We must remember we’ve had good presidents in the past, and some great ones. We’ve also had some bad ones, and some very bad ones. The judgement of history ultimately will leave its mark on our present age. But one thing our history also teaches, a lesson that bears repeating and one for which I have seen ample evidence, is no president is more powerful than the American people.
Each fresh set of generations is tested anew. Our test is now; are we keepers of the flame or destined to be those who extinguished it?

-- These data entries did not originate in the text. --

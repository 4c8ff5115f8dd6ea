use super::employee::round2;
use chrono::{Months, NaiveDate, NaiveDateTime};
use serde::{Deserialize, Serialize};
use strum_macros::{AsRefStr, Display, EnumString};
use utoipa::ToSchema;

const DAYS_PER_YEAR: f64 = 365.25;
pub const MAX_USEFUL_LIFE_YEARS: u32 = 50;

#[derive(Debug, Clone, Serialize, Deserialize, sqlx::FromRow, ToSchema)]
pub struct EquipmentDepreciation {
    pub id: u64,
    pub equipment_id: u64,
    #[schema(example = "straight_line")]
    pub method: String,
    #[schema(example = 250000.0)]
    pub initial_value: f64,
    #[schema(example = 25000.0)]
    pub residual_value: f64,
    #[schema(example = 10)]
    pub useful_life_years: u32,
    #[schema(value_type = String, format = "date")]
    pub start_date: NaiveDate,
    #[schema(nullable = true)]
    pub updated_by: Option<u64>,
    #[schema(value_type = String, format = "date-time")]
    pub updated_at: NaiveDateTime,
}

#[derive(Debug, Clone, Copy, PartialEq, Eq, Serialize, Deserialize, Display, EnumString, AsRefStr, ToSchema)]
#[serde(rename_all = "snake_case")]
#[strum(serialize_all = "snake_case")]
pub enum DepreciationMethod {
    StraightLine,
    DoubleDeclining,
    SumOfYears,
}

/// One year of a depreciation schedule.
#[derive(Debug, Clone, PartialEq, Serialize, ToSchema)]
pub struct ScheduleYear {
    pub year: u32,
    #[schema(value_type = String, format = "date")]
    pub start_date: NaiveDate,
    #[schema(value_type = String, format = "date")]
    pub end_date: NaiveDate,
    pub starting_value: f64,
    pub ending_value: f64,
    pub depreciation_amount: f64,
    pub accumulated_depreciation: f64,
}

/// How an asset loses value from `start_date` until it reaches its residual value.
#[derive(Debug, Clone, Copy, PartialEq)]
pub struct DepreciationPlan {
    pub method: DepreciationMethod,
    pub initial_value: f64,
    pub residual_value: f64,
    pub useful_life_years: u32,
    pub start_date: NaiveDate,
}

impl DepreciationPlan {
    pub fn check(&self) -> Result<(), String> {
        if !self.initial_value.is_finite() || self.initial_value <= 0.0 {
            return Err("initial_value must be positive".to_string());
        }
        if !self.residual_value.is_finite() || self.residual_value < 0.0 || self.residual_value > self.initial_value {
            return Err("residual_value must be between 0 and initial_value".to_string());
        }
        if !(1..=MAX_USEFUL_LIFE_YEARS).contains(&self.useful_life_years) {
            return Err(format!("useful_life_years must be between 1 and {}", MAX_USEFUL_LIFE_YEARS));
        }
        Ok(())
    }

    /// Book value after `years` of service, never below the residual value.
    pub fn value_after(&self, years: f64) -> f64 {
        if years <= 0.0 {
            return round2(self.initial_value);
        }
        let life = f64::from(self.useful_life_years);
        if years >= life {
            return round2(self.residual_value);
        }

        let value = match self.method {
            DepreciationMethod::StraightLine => {
                self.initial_value - (self.initial_value - self.residual_value) / life * years
            }
            DepreciationMethod::DoubleDeclining => self.declining_value(years),
            DepreciationMethod::SumOfYears => self.sum_of_years_value(years),
        };
        round2(value.max(self.residual_value))
    }

    /// Each year takes the larger of the double-declining charge and straight line over the remaining life.
    fn declining_value(&self, years: f64) -> f64 {
        let life = self.useful_life_years;
        let rate = 2.0 / f64::from(life);
        let full_years = years.floor() as u32;

        let charge = |value: f64, year: u32| {
            let remaining = f64::from(life - year);
            (value * rate).max((value - self.residual_value) / remaining)
        };

        let mut value = self.initial_value;
        for year in 0..full_years {
            value = (value - charge(value, year)).max(self.residual_value);
        }
        let partial = years - f64::from(full_years);
        value - charge(value, full_years) * partial
    }

    fn sum_of_years_value(&self, years: f64) -> f64 {
        let life = f64::from(self.useful_life_years);
        let digits = life * (life + 1.0) / 2.0;
        let depreciable = self.initial_value - self.residual_value;
        let full_years = years.floor();

        let mut value = self.initial_value;
        for year in 0..full_years as u32 {
            value -= depreciable * (life - f64::from(year)) / digits;
        }
        value - depreciable * (life - full_years) * (years - full_years) / digits
    }

    pub fn current_value(&self, as_of: NaiveDate) -> f64 {
        let days = (as_of - self.start_date).num_days();
        self.value_after(days as f64 / DAYS_PER_YEAR)
    }

    pub fn schedule(&self) -> Vec<ScheduleYear> {
        let mut rows = Vec::with_capacity(self.useful_life_years as usize);
        let mut start_date = self.start_date;
        for year in 1..=self.useful_life_years {
            let end_date = start_date.checked_add_months(Months::new(12)).unwrap_or(start_date);
            let starting_value = self.value_after(f64::from(year - 1));
            let ending_value = self.value_after(f64::from(year));
            rows.push(ScheduleYear {
                year,
                start_date,
                end_date,
                starting_value,
                ending_value,
                depreciation_amount: round2(starting_value - ending_value),
                accumulated_depreciation: round2(self.initial_value - ending_value),
            });
            start_date = end_date;
        }
        rows
    }
}

#[cfg(test)]
mod tests {
    use super::*;

    fn plan(method: DepreciationMethod) -> DepreciationPlan {
        DepreciationPlan {
            method,
            initial_value: 10000.0,
            residual_value: 1000.0,
            useful_life_years: 5,
            start_date: NaiveDate::from_ymd_opt(2024, 1, 1).unwrap(),
        }
    }

    #[test]
    fn straight_line_loses_the_same_each_year() {
        let p = plan(DepreciationMethod::StraightLine);
        assert_eq!(p.value_after(2.0), 6400.0);
        assert_eq!(p.value_after(2.5), 5500.0);
        assert_eq!(p.value_after(12.0), 1000.0);
        assert_eq!(p.current_value(NaiveDate::from_ymd_opt(2023, 6, 1).unwrap()), 10000.0);
    }

    #[test]
    fn double_declining_stops_at_the_residual_value() {
        let p = plan(DepreciationMethod::DoubleDeclining);
        assert_eq!(p.value_after(1.0), 6000.0);
        assert_eq!(p.value_after(2.0), 3600.0);
        assert_eq!(p.value_after(3.0), 2160.0);
        assert_eq!(p.value_after(4.0), 1296.0);
        assert_eq!(p.value_after(4.5), 1036.8);
        assert_eq!(p.value_after(5.0), 1000.0);
    }

    #[test]
    fn sum_of_years_front_loads_the_charge() {
        let p = plan(DepreciationMethod::SumOfYears);
        assert_eq!(p.value_after(1.0), 7000.0);
        assert_eq!(p.value_after(2.0), 4600.0);
        assert_eq!(p.value_after(2.5), 3700.0);
        assert_eq!(p.value_after(4.0), 1600.0);
    }

    #[test]
    fn schedule_covers_the_useful_life() {
        let rows = plan(DepreciationMethod::StraightLine).schedule();
        assert_eq!(rows.len(), 5);
        assert!(rows.iter().all(|r| r.depreciation_amount == 1800.0));
        assert_eq!(rows[0].end_date, NaiveDate::from_ymd_opt(2025, 1, 1).unwrap());
        assert_eq!(rows[4].ending_value, 1000.0);
        assert_eq!(rows[4].accumulated_depreciation, 9000.0);
    }

    #[test]
    fn plans_are_checked() {
        assert!(plan(DepreciationMethod::StraightLine).check().is_ok());
        let bad_residual = DepreciationPlan { residual_value: 20000.0, ..plan(DepreciationMethod::StraightLine) };
        assert!(bad_residual.check().is_err());
        let no_life = DepreciationPlan { useful_life_years: 0, ..plan(DepreciationMethod::StraightLine) };
        assert!(no_life.check().is_err());
    }

    #[test]
    fn methods_use_snake_case_names() {
        assert_eq!(DepreciationMethod::DoubleDeclining.as_ref(), "double_declining");
        assert_eq!("sum_of_years".parse::<DepreciationMethod>().unwrap(), DepreciationMethod::SumOfYears);
    }
}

If you think times are tough and things are hard now–and they are for many people in many ways –brush up on what our fathers and mothers, grandparents and great grandparents went through beginning about a century ago – a devastating world war, the Great Depression, a merciless drought, followed by the desperate years of a second world war fighting Germany, Italy AND Japan in a massive two-front, two ocean conflict, followed in turn by yet another terrible drought, emergence of the Cold War with Russia and a hot war in Korea.
Remember the lynchings and the deadly silence on those who defined love differently. Remember the dismissal of women’s rights and the desperation of those who lived in poverty without any social safety net. I know there is a sense that decades of recent progress are in danger of being erased. But as someone who lived through an America much less inclusive and just than our current time, I feel the battles of the past were not fought in vain.
“Down many times but never out,” has long been the mantra of an American people who have refused to lose faith, and who have refused to lose the nourishment of that imperfect faith of our founding ideals, a faith that is living still, desperate to be reinvigorated.
Do we still have it? Can we still “bring it?”
I, personally, have no doubt that we do and we will. But it’s true that each fresh set of generations is tested anew. Our test is now; are we keepers of the flame or destined to be those who extinguished it?